<<<<
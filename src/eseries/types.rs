//! SANtricity Web Services Proxy Type Definitions
//!
//! Rust struct definitions for the REST responses the collectors decode. Only the
//! fields the exporter reads are modelled; everything else in the payloads is ignored.
//!
//! # Design Notes
//!
//! - **Serde Defaults**: `#[serde(default)]` is used on every record so that a field the
//!   proxy omits decodes to its zero value instead of failing the whole response.
//!   Every field also goes through [`null_as_default`], since the proxy sends `null`
//!   for unset references and counters.
//! - **Capacities as strings**: the proxy serialises 64-bit byte counts as JSON strings;
//!   they are kept as `String` and parsed by the collectors.
//!
//! # API Endpoints Covered
//!
//! - `storage-systems/{id}` → [`StorageSystem`]
//! - `storage-systems/{id}/hardware-inventory` → [`HardwareInventory`]
//! - `storage-systems/{id}/storage-pools` → [`StoragePool`]
//! - `storage-systems/{id}/volumes` → [`Volume`]
//! - `storage-systems/{id}/analysed-controller-statistics` → [`AnalysedControllerStatistics`]
//! - `storage-systems/{id}/analysed-drive-statistics` → [`AnalysedDriveStatistics`]
//! - `storage-systems/{id}/analysed-system-statistics` → [`AnalysedSystemStatistics`]

use serde::{Deserialize, Deserializer};

/// Decode `null` as the zero value of `T`
///
/// `#[serde(default)]` only covers absent keys; an explicit `null` would otherwise fail
/// the whole list the record belongs to.
pub fn null_as_default<'de, D, T>(deserializer: D) -> Result<T, D::Error>
where
    D: Deserializer<'de>,
    T: Default + Deserialize<'de>,
{
    Ok(Option::<T>::deserialize(deserializer)?.unwrap_or_default())
}

/// Hardware inventory; drives and controllers are joined to trays through references.
#[derive(Debug, Deserialize, Clone, Default)]
#[serde(rename_all = "camelCase", default)]
pub struct HardwareInventory {
    #[serde(deserialize_with = "null_as_default")]
    pub drives: Vec<Drive>,
    #[serde(deserialize_with = "null_as_default")]
    pub trays: Vec<Tray>,
    #[serde(deserialize_with = "null_as_default")]
    pub controllers: Vec<Controller>,
}

#[derive(Debug, Deserialize, Clone, Default)]
#[serde(rename_all = "camelCase", default)]
pub struct Drive {
    #[serde(deserialize_with = "null_as_default")]
    pub id: String,
    #[serde(deserialize_with = "null_as_default")]
    pub status: String,
    #[serde(deserialize_with = "null_as_default")]
    pub physical_location: DrivePhysicalLocation,
}

#[derive(Debug, Deserialize, Clone, Default)]
#[serde(rename_all = "camelCase", default)]
pub struct DrivePhysicalLocation {
    #[serde(deserialize_with = "null_as_default")]
    pub slot: i64,
    #[serde(deserialize_with = "null_as_default")]
    pub tray_ref: String,
}

#[derive(Debug, Deserialize, Clone, Default)]
#[serde(rename_all = "camelCase", default)]
pub struct Tray {
    #[serde(deserialize_with = "null_as_default")]
    pub tray_id: i64,
    #[serde(deserialize_with = "null_as_default")]
    pub tray_ref: String,
}

#[derive(Debug, Deserialize, Clone, Default)]
#[serde(rename_all = "camelCase", default)]
pub struct Controller {
    #[serde(deserialize_with = "null_as_default")]
    pub id: String,
    #[serde(deserialize_with = "null_as_default")]
    pub controller_ref: String,
    #[serde(deserialize_with = "null_as_default")]
    pub physical_location: ControllerPhysicalLocation,
}

#[derive(Debug, Deserialize, Clone, Default)]
#[serde(rename_all = "camelCase", default)]
pub struct ControllerPhysicalLocation {
    /// Slot label printed on the shelf, "A" or "B".
    #[serde(deserialize_with = "null_as_default")]
    pub label: String,
}

#[derive(Debug, Deserialize, Clone, Default)]
#[serde(rename_all = "camelCase", default)]
pub struct StorageSystem {
    #[serde(deserialize_with = "null_as_default")]
    pub id: String,
    #[serde(deserialize_with = "null_as_default")]
    pub name: String,
    #[serde(deserialize_with = "null_as_default")]
    pub status: String,
}

#[derive(Debug, Deserialize, Clone, Default)]
#[serde(rename_all = "camelCase", default)]
pub struct StoragePool {
    #[serde(deserialize_with = "null_as_default")]
    pub id: String,
    #[serde(deserialize_with = "null_as_default")]
    pub name: String,
    #[serde(deserialize_with = "null_as_default")]
    pub label: String,
    #[serde(deserialize_with = "null_as_default")]
    pub total_raided_space: String,
    #[serde(deserialize_with = "null_as_default")]
    pub used_space: String,
    #[serde(deserialize_with = "null_as_default")]
    pub free_space: String,
    #[serde(deserialize_with = "null_as_default")]
    pub raid_level: String,
    #[serde(deserialize_with = "null_as_default")]
    pub raid_status: String,
    #[serde(deserialize_with = "null_as_default")]
    pub state: String,
    #[serde(deserialize_with = "null_as_default")]
    pub disk_pool: bool,
    #[serde(deserialize_with = "null_as_default")]
    pub offline: bool,
}

#[derive(Debug, Deserialize, Clone, Default)]
#[serde(rename_all = "camelCase", default)]
pub struct Volume {
    #[serde(deserialize_with = "null_as_default")]
    pub id: String,
    #[serde(deserialize_with = "null_as_default")]
    pub name: String,
    #[serde(deserialize_with = "null_as_default")]
    pub label: String,
    #[serde(deserialize_with = "null_as_default")]
    pub total_size_in_bytes: String,
    #[serde(deserialize_with = "null_as_default")]
    pub status: String,
    #[serde(deserialize_with = "null_as_default")]
    pub thin_provisioned: bool,
    #[serde(deserialize_with = "null_as_default")]
    pub list_of_mappings: Vec<VolumeMapping>,
    #[serde(deserialize_with = "null_as_default")]
    pub volume_group_ref: String,
    #[serde(deserialize_with = "null_as_default")]
    pub disk_pool: bool,
    #[serde(deserialize_with = "null_as_default")]
    pub offline: bool,
    #[serde(deserialize_with = "null_as_default")]
    pub mapped: bool,
    #[serde(deserialize_with = "null_as_default")]
    pub raid_level: String,
    #[serde(deserialize_with = "null_as_default")]
    pub volume_use: String,
}

#[derive(Debug, Deserialize, Clone, Default)]
#[serde(rename_all = "camelCase", default)]
pub struct VolumeMapping {
    #[serde(deserialize_with = "null_as_default")]
    pub id: String,
    #[serde(deserialize_with = "null_as_default")]
    pub lun: i64,
}

/// Per-controller rates computed by the proxy over its sampling window.
#[derive(Debug, Deserialize, Clone, Default)]
#[serde(rename_all = "camelCase", default)]
pub struct AnalysedControllerStatistics {
    #[serde(deserialize_with = "null_as_default")]
    pub controller_id: String,
    #[serde(deserialize_with = "null_as_default")]
    pub average_read_op_size: f64,
    #[serde(deserialize_with = "null_as_default")]
    pub average_write_op_size: f64,
    #[serde(rename = "readIOps")]
    #[serde(deserialize_with = "null_as_default")]
    pub read_iops: f64,
    #[serde(rename = "writeIOps")]
    #[serde(deserialize_with = "null_as_default")]
    pub write_iops: f64,
    #[serde(rename = "otherIOps")]
    #[serde(deserialize_with = "null_as_default")]
    pub other_iops: f64,
    #[serde(rename = "combinedIOps")]
    #[serde(deserialize_with = "null_as_default")]
    pub combined_iops: f64,
    #[serde(deserialize_with = "null_as_default")]
    pub read_throughput: f64,
    #[serde(deserialize_with = "null_as_default")]
    pub write_throughput: f64,
    #[serde(deserialize_with = "null_as_default")]
    pub combined_throughput: f64,
    #[serde(deserialize_with = "null_as_default")]
    pub read_response_time: f64,
    #[serde(deserialize_with = "null_as_default")]
    pub write_response_time: f64,
    #[serde(deserialize_with = "null_as_default")]
    pub combined_response_time: f64,
    #[serde(deserialize_with = "null_as_default")]
    pub read_hit_response_time: f64,
    #[serde(deserialize_with = "null_as_default")]
    pub write_hit_response_time: f64,
    #[serde(deserialize_with = "null_as_default")]
    pub read_ops: f64,
    #[serde(deserialize_with = "null_as_default")]
    pub write_ops: f64,
    #[serde(rename = "readPhysicalIOps")]
    #[serde(deserialize_with = "null_as_default")]
    pub read_physical_iops: f64,
    #[serde(rename = "writePhysicalIOps")]
    #[serde(deserialize_with = "null_as_default")]
    pub write_physical_iops: f64,
    #[serde(deserialize_with = "null_as_default")]
    pub cache_hit_bytes_percent: f64,
    #[serde(deserialize_with = "null_as_default")]
    pub random_ios_percent: f64,
    #[serde(deserialize_with = "null_as_default")]
    pub mirror_bytes_percent: f64,
    #[serde(deserialize_with = "null_as_default")]
    pub full_stripe_writes_bytes_percent: f64,
    #[serde(deserialize_with = "null_as_default")]
    pub ddp_bytes_percent: f64,
    #[serde(deserialize_with = "null_as_default")]
    pub max_cpu_utilization: f64,
    #[serde(deserialize_with = "null_as_default")]
    pub cpu_avg_utilization: f64,
    #[serde(deserialize_with = "null_as_default")]
    pub max_possible_bps_under_current_load: f64,
    #[serde(deserialize_with = "null_as_default")]
    pub max_possible_iops_under_current_load: f64,
}

#[derive(Debug, Deserialize, Clone, Default)]
#[serde(rename_all = "camelCase", default)]
pub struct AnalysedDriveStatistics {
    #[serde(deserialize_with = "null_as_default")]
    pub disk_id: String,
    #[serde(deserialize_with = "null_as_default")]
    pub average_read_op_size: f64,
    #[serde(deserialize_with = "null_as_default")]
    pub average_write_op_size: f64,
    #[serde(rename = "readIOps")]
    #[serde(deserialize_with = "null_as_default")]
    pub read_iops: f64,
    #[serde(rename = "writeIOps")]
    #[serde(deserialize_with = "null_as_default")]
    pub write_iops: f64,
    #[serde(rename = "otherIOps")]
    #[serde(deserialize_with = "null_as_default")]
    pub other_iops: f64,
    #[serde(rename = "combinedIOps")]
    #[serde(deserialize_with = "null_as_default")]
    pub combined_iops: f64,
    #[serde(deserialize_with = "null_as_default")]
    pub read_throughput: f64,
    #[serde(deserialize_with = "null_as_default")]
    pub write_throughput: f64,
    #[serde(deserialize_with = "null_as_default")]
    pub combined_throughput: f64,
    #[serde(deserialize_with = "null_as_default")]
    pub read_response_time: f64,
    #[serde(deserialize_with = "null_as_default")]
    pub write_response_time: f64,
    #[serde(deserialize_with = "null_as_default")]
    pub combined_response_time: f64,
    #[serde(deserialize_with = "null_as_default")]
    pub read_response_time_std_dev: f64,
    #[serde(deserialize_with = "null_as_default")]
    pub write_response_time_std_dev: f64,
    #[serde(deserialize_with = "null_as_default")]
    pub combined_response_time_std_dev: f64,
    #[serde(deserialize_with = "null_as_default")]
    pub read_ops: f64,
    #[serde(deserialize_with = "null_as_default")]
    pub write_ops: f64,
    #[serde(rename = "readPhysicalIOps")]
    #[serde(deserialize_with = "null_as_default")]
    pub read_physical_iops: f64,
    #[serde(rename = "writePhysicalIOps")]
    #[serde(deserialize_with = "null_as_default")]
    pub write_physical_iops: f64,
    #[serde(deserialize_with = "null_as_default")]
    pub average_queue_depth: f64,
    #[serde(deserialize_with = "null_as_default")]
    pub queue_depth_max: f64,
    #[serde(deserialize_with = "null_as_default")]
    pub queue_depth_total: f64,
    #[serde(deserialize_with = "null_as_default")]
    pub random_ios_percent: f64,
}

#[derive(Debug, Deserialize, Clone, Default)]
#[serde(rename_all = "camelCase", default)]
pub struct AnalysedSystemStatistics {
    #[serde(deserialize_with = "null_as_default")]
    pub storage_system_id: String,
    #[serde(deserialize_with = "null_as_default")]
    pub average_read_op_size: f64,
    #[serde(deserialize_with = "null_as_default")]
    pub average_write_op_size: f64,
    #[serde(rename = "readIOps")]
    #[serde(deserialize_with = "null_as_default")]
    pub read_iops: f64,
    #[serde(rename = "writeIOps")]
    #[serde(deserialize_with = "null_as_default")]
    pub write_iops: f64,
    #[serde(rename = "combinedIOps")]
    #[serde(deserialize_with = "null_as_default")]
    pub combined_iops: f64,
    #[serde(deserialize_with = "null_as_default")]
    pub read_throughput: f64,
    #[serde(deserialize_with = "null_as_default")]
    pub write_throughput: f64,
    #[serde(deserialize_with = "null_as_default")]
    pub combined_throughput: f64,
    #[serde(deserialize_with = "null_as_default")]
    pub read_response_time: f64,
    #[serde(deserialize_with = "null_as_default")]
    pub write_response_time: f64,
    #[serde(deserialize_with = "null_as_default")]
    pub combined_response_time: f64,
    #[serde(deserialize_with = "null_as_default")]
    pub cache_hit_bytes_percent: f64,
}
>>>>
About this task – Begin at the first line of the records above and quote every line verbatim through the one that contains "Every field also".

Output –
filename src/eseries/types.rs
//! SANtricity Web Services Proxy Type Definitions
//!
//! Rust struct definitions for the REST responses the collectors decode. Only the
//! fields the exporter reads are modelled; everything else in the payloads is ignored.
//!
//! # Design Notes
//!
//! - **Serde Defaults**: `#[serde(default)]` is used on every record so that a field the
//!   proxy omits decodes to its zero value instead of failing the whole response.
//!   Every field also goes through [`null_as_default`], since the proxy sends `null`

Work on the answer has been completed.